§ Exercise aim
Transcribe each line below without altering anything.

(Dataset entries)
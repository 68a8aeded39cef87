//! Command name tables used by the rewrite stages
//!
//! Names are stored without the leading marker.

use phf::{phf_map, phf_set};

use super::symbols::SYMBOL_TABLE;

/// Fraction commands (two arguments)
pub static FRACTION_COMMANDS: &[&str] = &["frac", "dfrac", "tfrac", "cfrac"];

/// Named functions printed upright: the marker is simply dropped
pub static FUNCTION_NAMES: phf::Set<&'static str> = phf_set! {
    "sin", "cos", "tan", "cot", "sec", "csc",
    "sinh", "cosh", "tanh", "coth",
    "arcsin", "arccos", "arctan",
    "ln", "log", "exp", "det", "dim",
    "lim", "liminf", "limsup", "sup", "inf", "max", "min",
    "gcd", "lcm", "deg", "ker", "arg", "hom", "Pr",
};

/// Style directives with no visible output
pub static STYLE_DIRECTIVES: phf::Set<&'static str> = phf_set! {
    "displaystyle", "textstyle", "scriptstyle", "scriptscriptstyle",
    "limits", "nolimits",
};

/// Big operators and their glyphs
pub static BIG_OPERATORS: phf::Map<&'static str, &'static str> = phf_map! {
    "sum" => "∑",
    "prod" => "∏",
    "coprod" => "∐",
    "int" => "∫",
    "iint" => "∬",
    "iiint" => "∭",
    "oint" => "∮",
    "bigcup" => "⋃",
    "bigcap" => "⋂",
    "bigoplus" => "⨁",
    "bigotimes" => "⨂",
};

/// Spacing directives and the literal run each becomes
pub static SPACING: phf::Map<&'static str, &'static str> = phf_map! {
    "," => " ",
    ":" => " ",
    ";" => " ",
    " " => " ",
    "!" => "",
    "thinspace" => " ",
    "medspace" => " ",
    "thickspace" => " ",
    "enspace" => " ",
    "negthinspace" => "",
    "quad" => "  ",
    "qquad" => "    ",
};

/// Delimiter sizing directives, removed without touching the bracket
pub static DELIMITER_SIZES: phf::Set<&'static str> = phf_set! {
    "left", "right", "middle",
    "big", "Big", "bigg", "Bigg",
    "bigl", "Bigl", "biggl", "Biggl",
    "bigr", "Bigr", "biggr", "Biggr",
    "bigm", "Bigm", "biggm", "Biggm",
};

/// Named delimiters
pub static NAMED_DELIMITERS: phf::Map<&'static str, &'static str> = phf_map! {
    "langle" => "⟨",
    "rangle" => "⟩",
    "lceil" => "⌈",
    "rceil" => "⌉",
    "lfloor" => "⌊",
    "rfloor" => "⌋",
    "|" => "‖",
    "Vert" => "‖",
    "lVert" => "‖",
    "rVert" => "‖",
    "vert" => "|",
    "lvert" => "|",
    "rvert" => "|",
    "lbrace" => LEFT_BRACE_GLYPH,
    "rbrace" => RIGHT_BRACE_GLYPH,
};

/// Literal braces in the output; ASCII braces are reserved for script groups
pub const LEFT_BRACE_GLYPH: &str = "❴";
pub const RIGHT_BRACE_GLYPH: &str = "❵";

/// Wrappers that take one group and contribute only its content
pub static FONT_WRAPPERS: phf::Set<&'static str> = phf_set! {
    "mbox", "hbox", "boldsymbol", "bm",
};

/// Length-based spacing with a dimension argument
pub static LENGTH_SPACING: phf::Set<&'static str> = phf_set! {
    "hspace", "vspace",
};

/// Font size switches
pub static FONT_SIZES: phf::Set<&'static str> = phf_set! {
    "tiny", "scriptsize", "footnotesize", "small", "normalsize",
    "large", "Large", "LARGE", "huge", "Huge",
};

/// Structural commands consumed by the fraction, root and matrix stages
pub static STRUCTURAL_COMMANDS: phf::Set<&'static str> = phf_set! {
    "frac", "dfrac", "tfrac", "cfrac", "sqrt", "begin", "end",
    "operatorname", "hline", "\\", "{", "}", "^", "_", "&", "%", "#", "$",
};

/// Is `name` a font/style wrapper (`\mathrm`, `\textbf`, `\mbox`, ...)?
pub fn is_font_wrapper(name: &str) -> bool {
    FONT_WRAPPERS.contains(name)
        || (name.starts_with("math") && name.len() > 4)
        || name.starts_with("text")
}

/// Whether any stage of the pipeline understands `name`
pub fn is_known_command(name: &str) -> bool {
    FUNCTION_NAMES.contains(name)
        || STYLE_DIRECTIVES.contains(name)
        || BIG_OPERATORS.contains_key(name)
        || SPACING.contains_key(name)
        || DELIMITER_SIZES.contains(name)
        || NAMED_DELIMITERS.contains_key(name)
        || LENGTH_SPACING.contains(name)
        || FONT_SIZES.contains(name)
        || STRUCTURAL_COMMANDS.contains(name)
        || is_font_wrapper(name)
        || SYMBOL_TABLE.get(&format!("\\{}", name)).is_some()
}

#[cfg(test)]
mod tests {
    use super::*;

    #[test]
    fn test_font_wrappers() {
        assert!(is_font_wrapper("mathrm"));
        assert!(is_font_wrapper("mathbb"));
        assert!(is_font_wrapper("text"));
        assert!(is_font_wrapper("textbf"));
        assert!(is_font_wrapper("mbox"));
        assert!(!is_font_wrapper("math"));
        assert!(!is_font_wrapper("sin"));
    }

    #[test]
    fn test_known_commands() {
        assert!(is_known_command("frac"));
        assert!(is_known_command("alpha"));
        assert!(is_known_command("sin"));
        assert!(is_known_command("sum"));
        assert!(is_known_command("langle"));
        assert!(is_known_command(","));
        assert!(!is_known_command("foo"));
    }
}
//! Rewrite stages
//!
//! Each stage is a unit struct implementing [`Stage`](super::pipeline::Stage).
//! They are listed here in pipeline order.

pub mod fraction;
pub mod root;
pub mod script;
pub mod function;
pub mod matrix;
pub mod symbol;
pub mod delimiter;
pub mod cleanup;

pub use cleanup::CleanupStage;
pub use delimiter::DelimiterStage;
pub use fraction::FractionStage;
pub use function::FunctionStage;
pub use matrix::{MatrixKind, MatrixStage};
pub use root::RootStage;
pub use script::ScriptStage;
pub use symbol::SymbolStage;

#[cfg(test)]
pub(crate) fn run_stage(stage: &dyn super::pipeline::Stage, input: &str) -> String {
    run_stage_with(stage, input, &super::context::ConvertOptions::default()).0
}

#[cfg(test)]
pub(crate) fn run_stage_with(
    stage: &dyn super::pipeline::Stage,
    input: &str,
    options: &super::context::ConvertOptions,
) -> (String, Vec<crate::utils::error::ConversionWarning>) {
    let mut ctx = super::context::StageContext::new(options);
    let out = stage.apply(input, &mut ctx);
    (out, ctx.warnings)
}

§ Answer to the problem
repository 68a8aeded39cef87
//! Command name tables used by the rewrite stages
//!
//! Names are stored without the leading marker.

use phf::{phf_map, phf_set};

use super::symbols::SYMBOL_TABLE;

/// Fraction commands (two arguments)
pub static FRACTION_COMMANDS: &[&str] = &["frac", "dfrac", "tfrac", "cfrac"];

/// Named functions printed upright: the marker is simply dropped
pub static FUNCTION_NAMES: phf::Set<&'static str> = phf_set! {
    "sin", "cos", "tan", "cot", "sec", "csc",
    "sinh", "cosh", "tanh", "coth",
    "arcsin", "arccos", "arctan",
    "ln", "log", "exp", "det", "dim",
    "lim", "liminf", "limsup", "sup", "inf", "max", "min",
    "gcd", "lcm", "deg", "ker", "arg", "hom", "Pr",
};

/// Style directives with no visible output
pub static STYLE_DIRECTIVES: phf::Set<&'static str> = phf_set! {
    "displaystyle", "textstyle", "scriptstyle", "scriptscriptstyle",
    "limits", "nolimits",
};

/// Big operators and their glyphs
pub static BIG_OPERATORS: phf::Map<&'static str, &'static str> = phf_map! {
    "sum" => "∑",
    "prod" => "∏",
    "coprod" => "∐",
    "int" => "∫",
    "iint" => "∬",
    "iiint" => "∭",
    "oint" => "∮",
    "bigcup" => "⋃",
    "bigcap" => "⋂",
    "bigoplus" => "⨁",
    "bigotimes" => "⨂",
};

/// Spacing directives and the literal run each becomes
pub static SPACING: phf::Map<&'static str, &'static str> = phf_map! {
    "," => " ",
    ":" => " ",
    ";" => " ",
    " " => " ",
    "!" => "",
    "thinspace" => " ",
    "medspace" => " ",
    "thickspace" => " ",
    "enspace" => " ",
    "negthinspace" => "",
    "quad" => "  ",
    "qquad" => "    ",
};

/// Delimiter sizing directives, removed without touching the bracket
pub static DELIMITER_SIZES: phf::Set<&'static str> = phf_set! {
    "left", "right", "middle",
    "big", "Big", "bigg", "Bigg",
    "bigl", "Bigl", "biggl", "Biggl",
    "bigr", "Bigr", "biggr", "Biggr",
    "bigm", "Bigm", "biggm", "Biggm",
};

/// Named delimiters
pub static NAMED_DELIMITERS: phf::Map<&'static str, &'static str> = phf_map! {
    "langle" => "⟨",
    "rangle" => "⟩",
    "lceil" => "⌈",
    "rceil" => "⌉",
    "lfloor" => "⌊",
    "rfloor" => "⌋",
    "|" => "‖",
    "Vert" => "‖",
    "lVert" => "‖",
    "rVert" => "‖",
    "vert" => "|",
    "lvert" => "|",
    "rvert" => "|",
    "lbrace" => LEFT_BRACE_GLYPH,
    "rbrace" => RIGHT_BRACE_GLYPH,
};

/// Literal braces in the output; ASCII braces are reserved for script groups
pub const LEFT_BRACE_GLYPH: &str = "❴";
pub const RIGHT_BRACE_GLYPH: &str = "❵";

/// Wrappers that take one group and contribute only its content
pub static FONT_WRAPPERS: phf::Set<&'static str> = phf_set! {
    "mbox", "hbox", "boldsymbol", "bm",
};

/// Length-based spacing with a dimension argument
pub static LENGTH_SPACING: phf::Set<&'static str> = phf_set! {
    "hspace", "vspace",
};

/// Font size switches
pub static FONT_SIZES: phf::Set<&'static str> = phf_set! {
    "tiny", "scriptsize", "footnotesize", "small", "normalsize",
    "large", "Large", "LARGE", "huge", "Huge",
};

/// Structural commands consumed by the fraction, root and matrix stages
pub static STRUCTURAL_COMMANDS: phf::Set<&'static str> = phf_set! {
    "frac", "dfrac", "tfrac", "cfrac", "sqrt", "begin", "end",
    "operatorname", "hline", "\\", "{", "}", "^", "_", "&", "%", "#", "$",
};

/// Is `name` a font/style wrapper (`\mathrm`, `\textbf`, `\mbox`, ...)?
pub fn is_font_wrapper(name: &str) -> bool {
    FONT_WRAPPERS.contains(name)
        || (name.starts_with("math") && name.len() > 4)
        || name.starts_with("text")
}

/// Whether any stage of the pipeline understands `name`
pub fn is_known_command(name: &str) -> bool {
    FUNCTION_NAMES.contains(name)
        || STYLE_DIRECTIVES.contains(name)
        || BIG_OPERATORS.contains_key(name)
        || SPACING.contains_key(name)
        || DELIMITER_SIZES.contains(name)
        || NAMED_DELIMITERS.contains_key(name)
        || LENGTH_SPACING.contains(name)
        || FONT_SIZES.contains(name)
        || STRUCTURAL_COMMANDS.contains(name)
        || is_font_wrapper(name)
        || SYMBOL_TABLE.get(&format!("\\{}", name)).is_some()
}

#[cfg(test)]
mod tests {
    use super::*;

    #[test]
    fn test_font_wrappers() {
        assert!(is_font_wrapper("mathrm"));
        assert!(is_font_wrapper("mathbb"));
        assert!(is_font_wrapper("text"));
        assert!(is_font_wrapper("textbf"));
        assert!(is_font_wrapper("mbox"));
        assert!(!is_font_wrapper("math"));
        assert!(!is_font_wrapper("sin"));
    }

    #[test]
    fn test_known_commands() {
        assert!(is_known_command("frac"));
        assert!(is_known_command("alpha"));
        assert!(is_known_command("sin"));
        assert!(is_known_command("sum"));
        assert!(is_known_command("langle"));
        assert!(is_known_command(","));
        assert!(!is_known_command("foo"));
    }
}
//! Rewrite stages
//!
//! Each stage is a unit struct implementing [`Stage`](super::pipeline::Stage).
//! They are listed here in pipeline order.

pub mod fraction;
pub mod root;
pub mod script;
pub mod function;
pub mod matrix;
pub mod symbol;
pub mod delimiter;
pub mod cleanup;

pub use cleanup::CleanupStage;
pub use delimiter::DelimiterStage;
pub use fraction::FractionStage;
pub use function::FunctionStage;
pub use matrix::{MatrixKind, MatrixStage};
pub use root::RootStage;
pub use script::ScriptStage;
pub use symbol::SymbolStage;

#[cfg(test)]
pub(crate) fn run_stage(stage: &dyn super::pipeline::Stage, input: &str) -> String {
    run_stage_with(stage, input, &super::context::ConvertOptions::default()).0
}

#[cfg(test)]
pub(crate) fn run_stage_with(
    stage: &dyn super::pipeline::Stage,
    input: &str,
    options: &super::context::ConvertOptions,
) -> (String, Vec<crate::utils::error::ConversionWarning>) {
    let mut ctx = super::context::StageContext::new(options);
    let out = stage.apply(input, &mut ctx);
    (out, ctx.warnings)
}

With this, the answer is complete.